Activity Against All Diseases

The right exercise is a major strategy for preventing and  treating All diseases.
Physicians who do not incorporate exercise into their treatment protocols are
guilty of malpractice.

The right exercise maintains your heart, lungs, your muscles, your bones, a healthy
level of bodyfat, even your intestinal function.
But what about more  subtle functions, such as insulin, and your body’s handling
of sugar?

We know that couch potatoism leads to glucose intolerance.
However, research has shown not long ago that getting off the couch not only
maintains insulin function to deal with the sugar, but also can reverse decades
of damage. In healthy people the right exercise completely protects glucose tolerance against the degenerative changes in insulin metabolism that lead to adult-onset diabetes.

Research has revealed the major way  in which activity protects you against all diseases.
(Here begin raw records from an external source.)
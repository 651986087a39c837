//! Match controller: lives, score, ball count and the phase machine
//!
//! These are the only operations allowed to change match-level state. The
//! tick calls them after the per-ball pass, once all collisions are resolved.

use super::ball::Ball;
use super::brick::DamageOutcome;
use super::state::{GameEvent, GameState, MatchPhase};
use crate::loadout::LoadoutProvider;

impl GameState {
    /// Give `ball` an id, add it to play and count it. Returns the new id.
    pub fn register_ball(&mut self, mut ball: Ball) -> u32 {
        let id = self.next_entity_id();
        ball.id = id;
        self.balls.push(ball);
        self.balls_in_play += 1;
        log::debug!("Ball {} registered ({} in play)", id, self.balls_in_play);
        id
    }

    /// Fresh ball on the paddle, dressed with the current loadout
    pub fn spawn_ball(&mut self, loadout: &dyn LoadoutProvider) -> u32 {
        let mut ball = Ball::new(0, &self.config.ball);
        if let Some(loadout) = loadout.loadout() {
            ball.trail_color = loadout.trail_color;
            if let Some(special) = loadout.special {
                match special.validate() {
                    Ok(()) => ball.effects.push(special),
                    Err(e) => log::warn!("Ignoring loadout special: {}", e),
                }
            }
        }
        ball.reset_ball(&self.paddle);
        self.register_ball(ball)
    }

    /// A ball left play. The last one out costs a life.
    pub fn on_ball_destroyed(&mut self) {
        // Clearing the field also removes every ball; that is not a miss
        if self.phase != MatchPhase::Playing {
            return;
        }
        debug_assert!(self.balls_in_play > 0, "ball destroyed with none in play");
        if self.balls_in_play == 0 {
            return;
        }
        self.balls_in_play -= 1;
        if self.balls_in_play == 0 {
            self.miss();
        }
    }

    /// Lose a life: wait out the delay and reset, or end the run
    pub fn miss(&mut self) {
        debug_assert!(self.lives > 0, "miss with no lives left");
        self.lives = self.lives.saturating_sub(1);

        if self.lives > 0 {
            self.phase = MatchPhase::LifeLostPending {
                remaining: self.config.rules.life_lost_delay,
            };
            self.events.push(GameEvent::LifeLost { lives: self.lives });
            log::info!("Life lost, {} remaining", self.lives);
        } else {
            self.phase = MatchPhase::GameOver;
            self.events.push(GameEvent::GameOver { score: self.score });
            log::info!("Game over with score {}", self.score);
        }
    }

    pub fn gain_life(&mut self) {
        self.lives += 1;
        log::debug!("Life gained, {} total", self.lives);
    }

    /// Score the unit hits a brick took and queue the notification
    pub fn on_brick_hit(&mut self, id: u32, outcome: DamageOutcome) {
        let Some(points) = self.brick(id).map(|b| b.points) else {
            log::warn!("Hit reported for unknown brick {}", id);
            return;
        };
        self.score += u64::from(points) * u64::from(outcome.hits);
        self.events.push(GameEvent::BrickHit {
            id,
            destroyed: outcome.destroyed,
        });
    }

    /// True once every breakable brick is inactive. A field with no breakable
    /// bricks never clears.
    pub fn is_cleared(&self) -> bool {
        let mut any_breakable = false;
        for brick in self.bricks.iter().filter(|b| b.counts_for_clear()) {
            if brick.active {
                return false;
            }
            any_breakable = true;
        }
        any_breakable
    }

    /// Enter `Cleared`: every ball leaves play and victory is announced
    pub fn clear_stage(&mut self) {
        self.phase = MatchPhase::Cleared;
        self.remove_all_balls();
        self.events.push(GameEvent::Victory { score: self.score });
        log::info!("Stage cleared with score {}", self.score);
    }

    /// Start the next attempt: fresh ball, centered paddle, back to `Playing`
    pub fn reset_level(&mut self, loadout: &dyn LoadoutProvider) {
        self.remove_all_balls();
        self.paddle.reset();
        self.phase = MatchPhase::Playing;
        self.spawn_ball(loadout);
        log::info!("Level {} reset", self.level);
    }

    /// Restore every brick, lives and score, then restart
    pub fn reset_stage(&mut self, loadout: &dyn LoadoutProvider) {
        for brick in &mut self.bricks {
            brick.reset();
        }
        self.lives = self.config.rules.starting_lives;
        self.score = 0;
        self.events.clear();
        self.reset_level(loadout);
    }

    fn remove_all_balls(&mut self) {
        for ball in &mut self.balls {
            ball.cancel_scheduled();
        }
        self.balls.clear();
        self.balls_in_play = 0;
    }
}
It started with evidence that exercise increases overall white blood cells.
Then came more precise findings that moderate exercise increases bodily production of
lymphocytes, interleukin 2, neutrophills, and other disease fighting  components
of the immune system. There is no longer doubt that the right exercise strengthen
your immunity.

Hence it strengthens your resistance against all sorts of damage, decay, bacteria, viruses,
toxins, even radiation. Remember the wise words of Louis Pasteur, the father of
modern medicine: “Host resistance is the key”.